There are potential challenges of using accelerometry. Approximately one-third of participants did not adhere to the recommended wear time while in hospital. This was primarily attributed to discomfort caused by the accelerometers and concerns about how they affected participants engagement in daily activities. A similar dropout rate (29%) was reported in a recent feasibility study using wrist-worn accelerometers with stroke survivors in Denmark (Langerak et al. 2023). The reasons for dropping out were also similar, including the burden of wearing the devices during rehabilitation programs and discomfort from allergic reactions to nickel. These findings serve as important considerations for researchers when recruiting participants for studies involving wearable devices, as it suggests that up to one-third of participants may withdraw from the study due to limited acceptability.

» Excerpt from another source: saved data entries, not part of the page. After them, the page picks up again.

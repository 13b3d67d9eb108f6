//! # Props, events, and overlay capabilities
//!
//! `velum-core` holds the vocabulary shared by both adapter modes in
//! `velum-overlay`:
//!
//! - [`PropValue`] / [`PropSnapshot`] — framework props with an explicit
//!   unset sentinel, so "caller never supplied this" survives prop
//!   defaulting.
//! - [`OverlayInstance`] / [`OverlayController`] — the capability set an
//!   overlay widget (or its factory) must expose.
//! - [`OverlayEvent`] — the fixed binding table between the widget's native
//!   lifecycle events and the adapter-level events re-emitted to the host.
//! - [`registry::ensure_registered`] — idempotent custom-element
//!   registration.
//!
//! ## Prop filtering
//!
//! Declared props default to [`PropValue::Unset`]. Anything still at that
//! default is excluded from payloads forwarded to the widget, so
//! framework-injected defaults never leak through:
//!
//! ```rust
//! use velum_core::{PropSnapshot, PropValue};
//!
//! let snapshot = PropSnapshot::with_declared(["isOpen", "duration"])
//!     .prop("duration", 300i64);
//!
//! let forwarded = snapshot.forwarded();
//! assert!(forwarded.contains_key("duration"));
//! assert!(!forwarded.contains_key("isOpen")); // still at the unset default
//! ```
//!
//! Everything here is single-threaded: handles are `Rc`, futures are
//! [`LocalBoxFuture`](futures::future::LocalBoxFuture), and there are no
//! `Send` bounds. The host runtime owns the one UI thread.

pub mod element;
pub mod error;
pub mod events;
pub mod instance;
pub mod props;
pub mod registry;
pub mod signal;

pub use element::*;
pub use error::*;
pub use events::*;
pub use instance::*;
pub use props::*;
pub use registry::*;
pub use signal::*;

The cost to purchase the six devices and the software was just over US$3000, and is another potential challenge of using accelerometry in clinical settings. In this current study, a software program developed by the manufacturers of the accelerometer was needed to convert the data into a usable format. The software was able to provide a visual summary that could be used as feedback to patients. These costs may be a potential barrier to wide use across inpatient settings.
Study limitations
This study had limitations, including a small sample size, implementation in a single setting, and pandemic challenges affecting ability to use the WMFT. Additional limitations may include limited diversity of participants and the short-term nature of the observations rendering the study period as too limited to observe any long-term trends in patient recovery.
Implications of findings
Using accelerometry to measure upper limb use was feasible and acceptable for 67% of eligible participants, however, a third found the wearable devices uncomfortable and withdrew from the study. These findings should be factored into future sample size calculations for studies involving wearable devices. Efficacy of using accelerometry shows promise. Further work is needed to better understand the relationship between clinical measures and upper limb accelerometry data in stroke rehabilitation.
Data availability
Data that support this study will be shared upon reasonable request to the corresponding author.
Declaration of funding
This project was supported by St Vincent’s Research Endowment Fund [grant number 90185, 2020], the Arthur A Thomas Trust [grant number AATHOM002, 2019], and the Eirene Lucas Foundation [no grant number, 2019].
Ethics standard
The authors asserts that all procedures contributing to this work comply with the ethical standards of the relevant national and institutional committees on human experimentation and with the Helsinki Declaration of 1975, as revised in 2008.
Acknowledgements
Thanks is extended to the patients, family, and staff at St George’s Rehabilitation ward, Kew, Victoria, Australia, who participated in, or supported, this project.